Yeah, thank you for breaking reddit. After their nuclear ban of flagged accounts and disabling non-residential IPs I don't bother to create account anymore.
I’m sorry you got the idea that my users were spamming Reddit with referral links. It was hardly like that and I personally checked that every user was being tasteful, and sent “don’t spam” only a handful of times.
That probably doesn’t change your perception—I, too, feel like Reddit is pretty bad these days—but I felt the need to say something anyway. I ran a pretty tight ship and had placed a lot of importance on perception.
Yeah the whole endeavor was pretty pointless no matter how much the author is trying to glorify it as some kind of legitimate, special, important business.
Big "Our amazing journey" vibes with this one. Except the journey ended up in prison and all they have left to talk about is how proud they were to spam Reddit with pirate stream links.
> Specifically, in multiple communications with MLB employees, STREIT claimed that he knew MLB reporters who were ‘interested in the story,’ and stated that it would be bad if the vulnerability were exposed and MLB was embarrassed.
Oh man, such a stupid thing to do. This turned a $150k bounty into extortion.
> Streit indicated his work was worth $150K but was also informed there was no ‘bug bounty’ program at the baseball league.
Sounds like a bug that would have been better off anonymously leaked for the other IPTV providers to pick up, after said bug was valued at 0 in greyhat dollars.
It still amazes me that these kind of 'illegal business models' usually have a far better customer support than legal business models :)
Many years ago I spent two months in Odessa, Ukraine.
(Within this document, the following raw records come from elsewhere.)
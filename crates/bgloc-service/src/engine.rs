//! Engine - the single owner of service state
//!
//! The engine holds the [`ServiceRegistry`] and processes one [`Message`] at
//! a time, merging host commands with provider updates. Hosts talk to it
//! through a cloneable [`ServiceHandle`].
//!
//! ```text
//! ServiceHandle ──Message──┐
//!                          ├──> Engine::run ──update()──> handle_action ──> tokio tasks
//! LocationProvider ─Update─┘                                               │
//!        ^                                                                 │
//!        └──────────────────── subscribe / unsubscribe ────────────────────┘
//! ```

use std::sync::{Arc, Weak};

use tokio::sync::{mpsc, oneshot};
use tokio::task::JoinHandle;

use bgloc_core::prelude::*;
use bgloc_core::{PermissionState, SessionEvent, SessionState, TrackingConfig};
use bgloc_provider::{BackoffPolicy, LocationProvider, ProviderUpdate, UpdateSink};

use crate::actions::handle_action;
use crate::config::Settings;
use crate::event_channel::listener_channel;
use crate::handler;
use crate::message::{Message, Reply};
use crate::permission::{PermissionOutcome, PermissionPrompt, PermissionToken};
use crate::registry::{HostBinding, ServiceRegistry, ServiceStatus};
use crate::session::ProviderCommand;

/// Capacity of the engine's message queue
const MESSAGE_CHANNEL_CAPACITY: usize = 256;

/// Capacity of the provider update queue
const UPDATE_CHANNEL_CAPACITY: usize = 256;

pub struct Engine<P> {
    registry: ServiceRegistry,
    provider: Arc<P>,
    settings: Settings,
    backoff: BackoffPolicy,
    msg_tx: mpsc::Sender<Message>,
    msg_rx: mpsc::Receiver<Message>,
    update_tx: UpdateSink,
    update_rx: mpsc::Receiver<ProviderUpdate>,
}

impl<P> std::fmt::Debug for Engine<P> {
    fn fmt(&self, f: &mut std::fmt::Formatter<'_>) -> std::fmt::Result {
        f.debug_struct("Engine")
            .field("registry", &self.registry)
            .field("backoff", &self.backoff)
            .field("provider", &"<provider>")
            .finish()
    }
}

impl<P> Engine<P>
where
    P: LocationProvider + Send + Sync + 'static,
{
    pub fn new(provider: P, settings: Settings) -> Self {
        Self::with_registry(provider, settings, ServiceRegistry::new())
    }

    /// Build around an existing registry (e.g. one seeded with a permission state)
    pub fn with_registry(provider: P, settings: Settings, registry: ServiceRegistry) -> Self {
        let (msg_tx, msg_rx) = mpsc::channel(MESSAGE_CHANNEL_CAPACITY);
        let (update_tx, update_rx) = mpsc::channel(UPDATE_CHANNEL_CAPACITY);
        let backoff = settings.retry.policy();

        Self {
            registry,
            provider: Arc::new(provider),
            settings,
            backoff,
            msg_tx,
            msg_rx,
            update_tx,
            update_rx,
        }
    }

    pub fn handle(&self) -> ServiceHandle {
        ServiceHandle {
            msg_tx: self.msg_tx.clone(),
            listener_capacity: self.settings.events.listener_capacity,
        }
    }

    pub fn registry(&self) -> &ServiceRegistry {
        &self.registry
    }

    /// Apply one message and dispatch its actions. Returns `true` to quit.
    pub fn process_message(&mut self, message: Message) -> bool {
        let result = handler::update(&mut self.registry, message, &self.settings);
        for action in result.actions {
            handle_action(
                action,
                &self.provider,
                self.msg_tx.clone(),
                &self.update_tx,
                &self.backoff,
            );
        }
        result.quit
    }

    /// Process messages until [`Message::Shutdown`], then tear down.
    pub async fn run(mut self) {
        info!("Location service engine started");

        loop {
            let message = tokio::select! {
                Some(message) = self.msg_rx.recv() => message,
                Some(update) = self.update_rx.recv() => Message::Provider(update),
                else => break,
            };
            if self.process_message(message) {
                break;
            }
        }

        self.shutdown().await;
        info!("Location service engine stopped");
    }

    /// Spawn [`Engine::run`] on the current runtime
    pub fn spawn(self) -> (ServiceHandle, JoinHandle<()>) {
        let handle = self.handle();
        (handle, tokio::spawn(self.run()))
    }

    async fn shutdown(&mut self) {
        // Unsubscribe inline; spawned tasks may not run once the loop is gone
        for command in self.registry.detach_engine() {
            if let ProviderCommand::Unsubscribe { generation } = command {
                self.provider.unsubscribe(generation).await;
            }
        }
    }
}

/// Cloneable host-side entry point into a running [`Engine`]
#[derive(Debug, Clone)]
pub struct ServiceHandle {
    msg_tx: mpsc::Sender<Message>,
    listener_capacity: usize,
}

impl ServiceHandle {
    async fn send(&self, message: Message) -> Result<()> {
        self.msg_tx
            .send(message)
            .await
            .map_err(|_| Error::ChannelClosed)
    }

    async fn call<T>(&self, make: impl FnOnce(Reply<T>) -> Message) -> Result<T> {
        let (reply, response) = oneshot::channel();
        self.send(make(reply)).await?;
        response.await.map_err(|_| Error::ChannelClosed)?
    }

    // ─────────────────────────────────────────────────────────
    // Lifecycle hooks
    // ─────────────────────────────────────────────────────────

    pub async fn attach_engine(&self, binding: HostBinding) -> Result<()> {
        self.call(|reply| Message::AttachEngine { binding, reply })
            .await
    }

    pub async fn detach_engine(&self) -> Result<()> {
        self.call(|reply| Message::DetachEngine { reply }).await
    }

    pub async fn attach_activity(&self, activity: Weak<dyn PermissionPrompt>) -> Result<()> {
        self.call(|reply| Message::AttachActivity { activity, reply })
            .await
    }

    pub async fn detach_activity(&self) -> Result<()> {
        self.send(Message::DetachActivity).await
    }

    pub async fn detach_activity_for_config_changes(&self) -> Result<()> {
        self.send(Message::DetachActivityForConfigChanges).await
    }

    pub async fn reattach_activity_for_config_changes(
        &self,
        activity: Weak<dyn PermissionPrompt>,
    ) -> Result<()> {
        self.call(|reply| Message::ReattachActivityForConfigChanges { activity, reply })
            .await
    }

    /// Attach a new listener and return its receiving end
    pub async fn attach_listener(&self) -> Result<mpsc::Receiver<SessionEvent>> {
        let (listener, events) = listener_channel(self.listener_capacity);
        self.send(Message::AttachListener { listener }).await?;
        Ok(events)
    }

    pub async fn detach_listener(&self) -> Result<()> {
        self.send(Message::DetachListener).await
    }

    pub async fn on_permission_result(&self, token: PermissionToken, granted: bool) -> Result<()> {
        self.on_permission_outcome(token, PermissionOutcome::from(granted))
            .await
    }

    pub async fn on_permission_outcome(
        &self,
        token: PermissionToken,
        outcome: PermissionOutcome,
    ) -> Result<()> {
        self.send(Message::PermissionResult { token, outcome }).await
    }

    pub async fn on_permission_revoked(&self) -> Result<()> {
        self.send(Message::PermissionRevoked).await
    }

    // ─────────────────────────────────────────────────────────
    // Host commands
    // ─────────────────────────────────────────────────────────

    pub async fn start_tracking(&self, config: TrackingConfig) -> Result<()> {
        self.call(|reply| Message::StartTracking {
            config: Some(config),
            reply,
        })
        .await
    }

    /// Start with the `[tracking]` config from settings
    pub async fn start_tracking_with_defaults(&self) -> Result<()> {
        self.call(|reply| Message::StartTracking {
            config: None,
            reply,
        })
        .await
    }

    pub async fn pause_tracking(&self) -> Result<()> {
        self.call(|reply| Message::PauseTracking { reply }).await
    }

    pub async fn resume_tracking(&self) -> Result<()> {
        self.call(|reply| Message::ResumeTracking { reply }).await
    }

    pub async fn stop_tracking(&self) -> Result<()> {
        self.call(|reply| Message::StopTracking { reply }).await
    }

    /// Resolves once the platform answers, the request times out or is cancelled
    pub async fn request_permission(&self) -> Result<PermissionState> {
        self.call(|reply| Message::RequestPermission { reply }).await
    }

    pub async fn status(&self) -> Result<ServiceStatus> {
        let (reply, response) = oneshot::channel();
        self.send(Message::GetStatus { reply }).await?;
        response.await.map_err(|_| Error::ChannelClosed)
    }

    pub async fn permission_state(&self) -> Result<PermissionState> {
        Ok(self.status().await?.permission)
    }

    pub async fn session_state(&self) -> Result<SessionState> {
        Ok(self.status().await?.session)
    }

    pub async fn is_tracking(&self) -> Result<bool> {
        Ok(self.status().await?.tracking)
    }

    /// Ask the engine to detach and exit its loop
    pub async fn shutdown(&self) -> Result<()> {
        self.send(Message::Shutdown).await
    }
}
I lived in a rented apartment not far from the pretty famous half open-air book (and CD/DVD) market (https://wanderlog.com/place/details/10511015/books-market).
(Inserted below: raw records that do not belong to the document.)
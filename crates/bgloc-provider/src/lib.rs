//! # bgloc-provider - Location Provider Seam
//!
//! The boundary between the tracking service and the platform's location
//! source.
//!
//! Depends on [`bgloc_core`] for domain types and error handling.
//!
//! ## Public API
//!
//! ### Provider Contract
//! - [`LocationProvider`] - Async subscribe/unsubscribe contract (Send futures)
//! - [`ProviderRequest`] - Interval, distance filter and accuracy derived from a config
//! - [`ProviderUpdate`] - A fix or error tagged with its subscription generation
//! - [`ProviderError`] - Classified provider failure (transient vs permanent)
//! - [`next_generation()`] - Allocate a process-unique subscription generation
//!
//! ### Retry
//! - [`BackoffPolicy`] - Exponential backoff with jitter for resubscription
//!
//! ### Simulation
//! - [`SimulatedProvider`] - Scriptable in-process provider

pub mod backoff;
pub mod provider;
pub mod simulated;
#[cfg(any(test, feature = "test-helpers"))]
pub mod test_utils;

// Public API re-exports
pub use backoff::BackoffPolicy;
pub use provider::{
    next_generation, LocalLocationProvider, LocationProvider, ProviderError, ProviderErrorKind,
    ProviderEvent, ProviderRequest, ProviderUpdate, UpdateSink,
};
pub use simulated::SimulatedProvider;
I purchased a cracked Adobe product DVD there (Disclaimer: I actually had a license at the time, but didn't have it installed on that particular laptop). I had trouble installing it, so I went back. I got my money back and help installing an alternative on my laptop. Best service!
PS: Also, Odessa is very beautiful, and I say that as someone who has lived in some beautiful places. -- https://youtu.be/G-BkuEOFGKI (Odessa Walking Tour - Ukraine's Most Beautiful City in 4K -- and this is still missing the many wonderful inner courtyards, and the entire long wonderful beach and park, which would be another equally long video)
Ukrainian here. Odessa is indeed a city on another level. Easily the best city in the country and incredibly nice in the summer. Glad you liked it! <3
The illegal bushiness apparently has incentives to keep their customers, while the legal ones rest on their legal monopoly-laurels.
I'd imagine if we had a market where every service had access to every piece of content, so no exclusivity, this problem would go away. Then they'd compete on the quality of service rather than their selection of content they've held hostage. But as long as individual services can opt to not never share their content with anybody else, they can just hold their customers hostage, since they cannot get their good from anywhere else, so the only options are buy or don't buy.
Shouldn't music streaming services be an example for a market where each service offers pretty much the same products and they compete on price and product alone.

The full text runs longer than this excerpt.